Chris Burbach, Dec 15, 2024
Original Omaha.com article
Late one night last week, a group of Omaha teenage girls were waiting with aunts and uncles in an Eppley Airfield concourse when the people they longed to see finally appeared amid a line of travelers from Chicago.
Travel weariness and bleariness, meet sunshiny joy.
“There they are!” someone in the Omaha group shouted.
The girls and their aunts hurried forward. Their many-colored long dresses rippled as they dodged other passengers to reach their long-awaited relatives: a Somali mother and father with their four daughters and toddler son coming from a refugee camp in
Kenya.
The father, 32-year-old Ali Mohamed Lujendo, had lived in the camp since fleeing from Somali civil war in 2005. He and Maaka Ali Mungara met and married in the camp. Their children were born there.
Much hugging ensued in the airport amid dancing, laughter and exclamations of a Swahili word for welcome.
“Karibu! Karibu!”
The Omaha girls wrapped their arms around their cousins. An auntie hoisted the sleepy toddler onto her shoulder. She held him tight.
Most of the Omaha family had come to Nebraska years ago as refugees themselves, although some were born here. They joined refugee resettlement workers in greeting the family of seven at the airport Wednesday night.
The welcoming was a variation of a scene that’s been happening often at Eppley lately. Local resettlement agencies in Omaha are hurrying to take in as many people as possible before President-elect Donald Trump takes office Jan. 20. They’ve put out calls for volunteers to help the newcomers.
Agency leaders and advocates in Omaha, like those across the nation, are expecting Trump will severely restrict resettlements like these.
One agency alone, the Center for Immigrant and Refugee Advancement, has committed to settle 300 people in Omaha from October through Jan. 1. The nonprofit had welcomed more than 170 of them by Friday.
The two other resettlement agencies in Omaha are planning to welcome about 200 people combined in the same period, slightly more than they expected to place.
“We are gearing up, because during the last Trump administration, there were a lot of refugees who were in the pipeline who were not able to come,” said Tanya DeWolf, director of refugee services at the Center for Immigrant and Refugee Advancement.
If resettlement is paused, it will mean people who have almost completed the process may have to wait years longer to come to the United States, or never make it at all, said Hannah Vlach, executive director of Restoring Dignity. Her nonprofit helps refugees who have come to Omaha.
The first Trump administration cut U.S. refugee limits to record lows, including to 15,000 in 2020. Previous Republican and Democratic administrations had set the cap at about 70,000 a year, according to the Washington Post. After President Joe Biden
ramped up the program and raised the cap to 125,000, about 100,000 refugees were resettled in the United States in fiscal 2024, which ended in October.

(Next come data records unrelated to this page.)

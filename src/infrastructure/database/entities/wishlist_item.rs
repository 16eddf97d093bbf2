use sea_orm::entity::prelude::*;
use serde::{Deserialize, Serialize};

#[derive(Clone, Debug, PartialEq, Eq, DeriveEntityModel, Serialize, Deserialize)]
#[sea_orm(table_name = "wishlist_items")]
pub struct Model {
    #[sea_orm(primary_key, auto_increment = false)]
    pub user_id: String,
    #[sea_orm(primary_key, auto_increment = false)]
    pub course_id: String,
    pub added_at: DateTimeUtc,
}

#[derive(Copy, Clone, Debug, EnumIter, DeriveRelation)]
pub enum Relation {
    #[sea_orm(
        belongs_to = "super::course::Entity",
        from = "Column::CourseId",
        to = "super::course::Column::Id",
        on_delete = "Cascade"
    )]
    Course,
}

impl Related<super::course::Entity> for Entity {
    fn to() -> RelationDef {
        Relation::Course.def()
    }
}

impl ActiveModelBehavior for ActiveModel {}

The people who are coming have been thoroughly vetted by U.S. officials, resettlement agency leaders said. The refugees have undergone security, health and other screenings. They just need a safe place to go in a community that’s willing and able to take them in.
“The mission of bringing in refugees is way more than the political game that it sounds like,” DeWolf said. “It is very much not only a humanitarian mission, but also a personal one to us.”

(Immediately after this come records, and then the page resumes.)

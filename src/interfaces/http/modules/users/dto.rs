//! User administration DTOs

use serde::Deserialize;
use utoipa::{IntoParams, ToSchema};
use validator::Validate;

#[derive(Debug, Deserialize, IntoParams)]
pub struct ListUsersParams {
    /// STUDENT, TEACHER or ADMIN
    pub role: Option<String>,
    #[serde(default = "default_page")]
    pub page: u32,
    #[serde(default = "default_limit")]
    pub limit: u32,
}

fn default_page() -> u32 {
    1
}

fn default_limit() -> u32 {
    20
}

#[derive(Debug, Deserialize, ToSchema, Validate)]
pub struct SetRoleRequest {
    #[validate(length(min = 1))]
    pub role: String,
}

#[derive(Debug, Deserialize, ToSchema, Validate)]
pub struct SetActiveRequest {
    pub is_active: bool,
}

Many of her staff are former refugees who have been through the process themselves and know what’s it like. Some have relatives waiting to come.
“It pulls us in to bringing in as many as we can,” DeWolf said.
Volunteers needed to handle maximum pace of resettlement
The U.S. State Department asked agencies in October to commit to a maximum number of people that they could resettle through January, DeWolf said. She settled on 300 after consulting with her staff and people in the community.
Lutheran Family Services committed to bringing 120 people combined to Omaha, Council Bluffs, Lincoln and Lexington. That’s as many as their staff and the communities where they settle people had the capacity to help after two very busy years, said Nizar Rasho, an assistant vice president overseeing refugee services.
“In the last year, fiscal 2024, we resettled 1,296 people,” Rasho said. “That’s the largest we’ve ever done.” He said the state refugee coordinator cautioned against going over Nebraska’s
capacity. CHI Health officials asked Lutheran Family Services not to accept any medically fragile refugees because of capacity concerns, Rasho said.
The International Council for Refugees and Immigrants committed to bringing 65 people.
The Center for Immigrant and Refugee Advancement had brought 140 people in September, then a 1-month record for the agency, DeWolf said. It’s a challenge, she said. But the 34-person staff believes it can handle finding and setting up homes for
people; orienting them to their homes, bus lines and schools; start them learning English, if need be, and finding them jobs.
The resettlement groups and several other organizations that help refugees and immigrants are also seeking volunteers to help with a variety of tasks.
The commitment to resettle 300 people so quickly raised some eyebrows, DeWolf said. People in the service community expressed concerns about housing, employment, English classes and agency staff’s own mental health, she said.
“I’ve been very happy that people are concerned about these things, because we want to make sure, obviously, that when our refugees are resettling here it’s with quality as well,” DeWolf said. “We don’t want to bring somebody and then have them fail.”
She said more help is needed in all those areas of concern. But she said more help has arisen, too. For example, she said, Christ Community Church increased its adult English language classes for refugees and has begun providing transportation to the
classes. While DeWolf’s agency has been reaching out to additional landlords, places like the Colonial Apartments that have rented to refugees for many years are continuing to do so.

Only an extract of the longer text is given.